=== Section Start ===
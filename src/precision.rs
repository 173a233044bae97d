//! Precision budget for arbitrary-precision arithmetic.

use std::fmt::{Display, Formatter};
use std::str::FromStr;

use bigdecimal::BigDecimal;
use thiserror::Error;

/// Number of significant digits retained by default.
pub const DEFAULT_DIGITS: u64 = 100;

/// How many digits of each freshly computed value are retained.
///
/// [Precision::Exact] never rounds, so every product carries all of its digits and the cost of
/// each multiplication grows with the number of events. [Precision::Digits] rounds each computed
/// value to a fixed number of significant digits, keeping the cost bounded.
#[derive(Debug, Clone, Copy, PartialEq, Eq)]
pub enum Precision {
    Exact,
    Digits(u64),
}
impl Precision {
    #[inline]
    pub fn apply(&self, value: BigDecimal) -> BigDecimal {
        match self {
            Precision::Exact => value,
            Precision::Digits(digits) => {
                if value.digits() > *digits {
                    value.with_prec(*digits)
                } else {
                    value
                }
            }
        }
    }
}

impl Default for Precision {
    fn default() -> Self {
        Self::Digits(DEFAULT_DIGITS)
    }
}

impl Display for Precision {
    fn fmt(&self, f: &mut Formatter<'_>) -> std::fmt::Result {
        match self {
            Precision::Exact => write!(f, "exact"),
            Precision::Digits(digits) => write!(f, "{digits}"),
        }
    }
}

#[derive(Debug, Error, PartialEq, Eq)]
#[error("invalid precision '{0}': expected 'exact' or a positive number of significant digits")]
pub struct PrecisionParseError(pub String);

impl FromStr for Precision {
    type Err = PrecisionParseError;

    fn from_str(s: &str) -> Result<Self, Self::Err> {
        let trimmed = s.trim();
        if trimmed.eq_ignore_ascii_case("exact") {
            return Ok(Precision::Exact);
        }
        match trimmed.parse::<u64>() {
            Ok(digits) if digits > 0 => Ok(Precision::Digits(digits)),
            _ => Err(PrecisionParseError(s.into())),
        }
    }
}

#[cfg(test)]
mod tests {
    use super::*;

    #[test]
    fn apply_exact() {
        let value = BigDecimal::from_str("0.123456789123456789").unwrap();
        assert_eq!(value, Precision::Exact.apply(value.clone()));
    }

    #[test]
    fn apply_digits() {
        let value = BigDecimal::from_str("0.123456789123456789").unwrap();
        assert_eq!(
            BigDecimal::from_str("0.1235").unwrap(),
            Precision::Digits(4).apply(value)
        );
    }

    #[test]
    fn apply_digits_leaves_short_values() {
        let value = BigDecimal::from_str("0.25").unwrap();
        let applied = Precision::Digits(10).apply(value.clone());
        assert_eq!(value, applied);
        assert_eq!(2, applied.digits());
    }

    #[test]
    fn apply_digits_keeps_tiny_magnitudes() {
        let value = BigDecimal::from_str("1.23456e-300").unwrap();
        assert_eq!(
            BigDecimal::from_str("1.23e-300").unwrap(),
            Precision::Digits(3).apply(value)
        );
    }

    #[test]
    fn parse() {
        assert_eq!(Ok(Precision::Exact), Precision::from_str("exact"));
        assert_eq!(Ok(Precision::Exact), Precision::from_str(" EXACT "));
        assert_eq!(Ok(Precision::Digits(64)), Precision::from_str("64"));
        assert_eq!(
            Err(PrecisionParseError("0".into())),
            Precision::from_str("0")
        );
        assert_eq!(
            Err(PrecisionParseError("-3".into())),
            Precision::from_str("-3")
        );
        assert!(Precision::from_str("lots").is_err());
    }

    #[test]
    fn display() {
        assert_eq!("exact", Precision::Exact.to_string());
        assert_eq!("100", Precision::default().to_string());
    }
}
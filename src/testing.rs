//! Testing helpers.

use std::str::FromStr;

use bigdecimal::BigDecimal;
use num_bigint::BigInt;
use tinyrand::Rand;

pub fn dec(literal: &str) -> BigDecimal {
    BigDecimal::from_str(literal).unwrap()
}

pub fn repeat(literal: &str, times: usize) -> Vec<BigDecimal> {
    vec![dec(literal); times]
}

/// Asserts that `actual`, rounded to `digits` significant digits, equals `expected`.
pub fn assert_significant_eq(expected: &str, actual: &BigDecimal, digits: u64) {
    let rounded = actual.with_prec(digits);
    assert_eq!(
        dec(expected),
        rounded,
        "expected {expected} to {digits} significant digits, got {actual}"
    );
}

/// A probability drawn uniformly from `0.0000..=1.0000`, in steps of `0.0001`.
pub fn random_prob(rand: &mut impl Rand) -> BigDecimal {
    BigDecimal::new(BigInt::from(rand.next_u64() % 10_001), 4)
}

pub fn random_probs(rand: &mut impl Rand, len: usize) -> Vec<BigDecimal> {
    (0..len).map(|_| random_prob(rand)).collect()
}

/// Fisher–Yates shuffle of `items`.
pub fn shuffle<T>(items: &mut [T], rand: &mut impl Rand) {
    for i in (1..items.len()).rev() {
        let j = (rand.next_u64() % (i as u64 + 1)) as usize;
        items.swap(i, j);
    }
}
=== Section End ===
**EXERCISE**
Check every line of the material for the string "filename" and give the number of lines that have it, without anything else.

**RESULT FOR THIS EXERCISE**
2